Die Kroaten scheinen im Gegensatz zu uns Deutschen nicht so verbissen und tragen das Herz auf der Zunge. Lediglich, wenn es um deren Geschichte geht, ist Vorsicht geboten. Zu Recht, wie ich finde. Viele Kroaten haben immerhin ihre eigene Geschichte selbst miterlebt, sie mit geschrieben. Wir hingegen behaupten ernsthaft, aus der Geschichte, womit in aller Regel die des Dritten Reichs gemeint ist, gelernt zu haben, obwohl die meisten von uns diese nicht einmal selbst erlebt haben. Zum Glück, sei gesagt. Von den Kroaten jedenfalls können wir lernen, dass man auch trotz grausiger Vergangenheit stolz auf sein Land sein, es feiern darf, ohne sich ständig einer Schuld bewusst zu sein, mit der man nicht einmal das geringste zu tun hatte.

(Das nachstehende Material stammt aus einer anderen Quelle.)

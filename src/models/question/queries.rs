use chrono::{DateTime, Utc};
use sqlx::{Executor, Sqlite};

use crate::db::DbPool;
use crate::errors::AppError;
use crate::models::timestamp;
use super::types::Question;

#[derive(sqlx::FromRow)]
struct QuestionRow {
    id: i64,
    question_text: String,
    pub_date: String,
}

impl TryFrom<QuestionRow> for Question {
    type Error = AppError;

    fn try_from(row: QuestionRow) -> Result<Self, Self::Error> {
        Ok(Question {
            id: row.id,
            question_text: row.question_text,
            pub_date: timestamp::from_storage(&row.pub_date)?,
        })
    }
}

/// Create a question. Returns the new question id.
///
/// Takes any executor so seeding can run inside a transaction.
pub async fn create<'e, E>(
    executor: E,
    question_text: &str,
    pub_date: DateTime<Utc>,
) -> Result<i64, AppError>
where
    E: Executor<'e, Database = Sqlite>,
{
    let result = sqlx::query("INSERT INTO questions (question_text, pub_date) VALUES (?1, ?2)")
        .bind(question_text)
        .bind(timestamp::to_storage(pub_date)?)
        .execute(executor)
        .await?;
    Ok(result.last_insert_rowid())
}

pub async fn find_by_id(pool: &DbPool, id: i64) -> Result<Option<Question>, AppError> {
    let row = sqlx::query_as::<_, QuestionRow>(
        "SELECT id, question_text, pub_date FROM questions WHERE id = ?1",
    )
    .bind(id)
    .fetch_optional(pool)
    .await?;

    row.map(Question::try_from).transpose()
}

/// All questions, most recently published first. Ties go to the higher id.
pub async fn find_all_ordered(pool: &DbPool) -> Result<Vec<Question>, AppError> {
    let rows = sqlx::query_as::<_, QuestionRow>(
        "SELECT id, question_text, pub_date FROM questions \
         ORDER BY pub_date DESC, id DESC",
    )
    .fetch_all(pool)
    .await?;

    rows.into_iter().map(Question::try_from).collect()
}

/// The `limit` most recent questions that are visible at `now`.
///
/// The stored format sorts chronologically, so SQL narrows the rows;
/// `is_visible` still decides on the parsed instants.
pub async fn find_latest_visible(
    pool: &DbPool,
    now: DateTime<Utc>,
    limit: usize,
) -> Result<Vec<Question>, AppError> {
    let rows = sqlx::query_as::<_, QuestionRow>(
        "SELECT id, question_text, pub_date FROM questions \
         WHERE pub_date <= ?1 \
         ORDER BY pub_date DESC, id DESC \
         LIMIT ?2",
    )
    .bind(timestamp::to_storage(now)?)
    .bind(i64::try_from(limit).unwrap_or(i64::MAX))
    .fetch_all(pool)
    .await?;

    let mut questions = Vec::with_capacity(rows.len());
    for row in rows {
        let q = Question::try_from(row)?;
        if q.is_visible(now) {
            questions.push(q);
        }
    }
    Ok(questions)
}

/// Look up a question that end users may see. Missing and not-yet-published
/// questions are both `NotFound`.
pub async fn find_visible_by_id(
    pool: &DbPool,
    id: i64,
    now: DateTime<Utc>,
) -> Result<Question, AppError> {
    match find_by_id(pool, id).await? {
        Some(q) if q.is_visible(now) => Ok(q),
        _ => Err(AppError::NotFound),
    }
}

pub async fn count(pool: &DbPool) -> Result<i64, AppError> {
    let n: i64 = sqlx::query_scalar("SELECT COUNT(*) FROM questions")
        .fetch_one(pool)
        .await?;
    Ok(n)
}

/// Delete a question. Its choices go with it through the foreign key cascade.
pub async fn delete(pool: &DbPool, id: i64) -> Result<bool, AppError> {
    let result = sqlx::query("DELETE FROM questions WHERE id = ?1")
        .bind(id)
        .execute(pool)
        .await?;
    Ok(result.rows_affected() > 0)
}
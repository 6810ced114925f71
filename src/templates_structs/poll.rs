use askama::Template;
use chrono::{DateTime, Utc};

use crate::models::choice::Choice;
use crate::models::question::Question;
use super::PageContext;

/// A question row on the index page.
pub struct QuestionListItem {
    pub id: i64,
    pub question_text: String,
    pub pub_date: String,
    pub recent: bool,
}

impl QuestionListItem {
    pub fn new(question: Question, now: DateTime<Utc>) -> Self {
        Self {
            recent: question.was_published_recently(now),
            pub_date: question.pub_date.format("%d/%m/%Y %H:%M").to_string(),
            id: question.id,
            question_text: question.question_text,
        }
    }
}

#[derive(Template)]
#[template(path = "polls/index.html")]
pub struct IndexTemplate {
    pub ctx: PageContext,
    pub latest_question_list: Vec<QuestionListItem>,
}

#[derive(Template)]
#[template(path = "polls/detail.html")]
pub struct DetailTemplate {
    pub ctx: PageContext,
    pub question: Question,
    pub choices: Vec<Choice>,
    pub error_message: Option<String>,
}

#[derive(Template)]
#[template(path = "polls/results.html")]
pub struct ResultsTemplate {
    pub ctx: PageContext,
    pub question: Question,
    pub choices: Vec<Choice>,
    pub total_votes: i64,
}
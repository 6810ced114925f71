use chrono::{DateTime, Duration, Utc};

/// Window within which a published question counts as recent.
pub fn recent_window() -> Duration {
    Duration::hours(24)
}

/// A question is visible once its publish instant has been reached.
pub fn is_visible(pub_date: DateTime<Utc>, now: DateTime<Utc>) -> bool {
    pub_date <= now
}

/// True iff `now - 24h < pub_date <= now`. Future-dated questions are never recent.
pub fn was_published_recently(pub_date: DateTime<Utc>, now: DateTime<Utc>) -> bool {
    is_visible(pub_date, now) && pub_date > now - recent_window()
}
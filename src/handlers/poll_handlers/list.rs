use actix_session::Session;
use actix_web::{web, HttpResponse};

use crate::clock::Clock;
use crate::config::AppConfig;
use crate::db::DbPool;
use crate::errors::{AppError, render};
use crate::models::question::{self, LATEST_QUESTIONS_LIMIT};
use crate::templates_structs::{IndexTemplate, PageContext, QuestionListItem};

/// GET /
/// Latest visible questions, most recent first.
pub async fn index(
    pool: web::Data<DbPool>,
    clock: web::Data<dyn Clock>,
    config: web::Data<AppConfig>,
    session: Session,
) -> Result<HttpResponse, AppError> {
    let now = clock.now();
    let questions = question::find_latest_visible(&pool, now, LATEST_QUESTIONS_LIMIT).await?;
    let latest_question_list = questions
        .into_iter()
        .map(|q| QuestionListItem::new(q, now))
        .collect();

    let ctx = PageContext::build(&session, &config);
    render(IndexTemplate { ctx, latest_question_list })
}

Wer hat nun mehr aus der Geschichte gelernt und wer bedarf dringend einer Aufarbeitung, frage ich Sie?
Ja, das Vermeiden politischer Diskussionen schont die Nerven, dennoch besser, diese zu führen, wenn es Sie innerlich pressiert. Noch herrscht laut Gesetz sowohl in Deutschland als auch in Kroatien das Recht auf freie Meinungsäußerung. Machen Sie also, wann immer es geht, davon Gebrauch, wenn Sie wirklich was aus der Geschichte gelernt haben und keine Wiederholung dunkelster Zeiten wünschen. Eine offene Debatte führt weiter, eine unterdrückte in Totalitarismus. Also reden Sie. Miteinander, nicht übereinander. Jedoch über alles. Ohne Beleidigungen, stattdessen mal mit Humor und stets vor der eigenen Türe kehrend. Mein ungebetener Ratschlag an Sie. Bitteschön.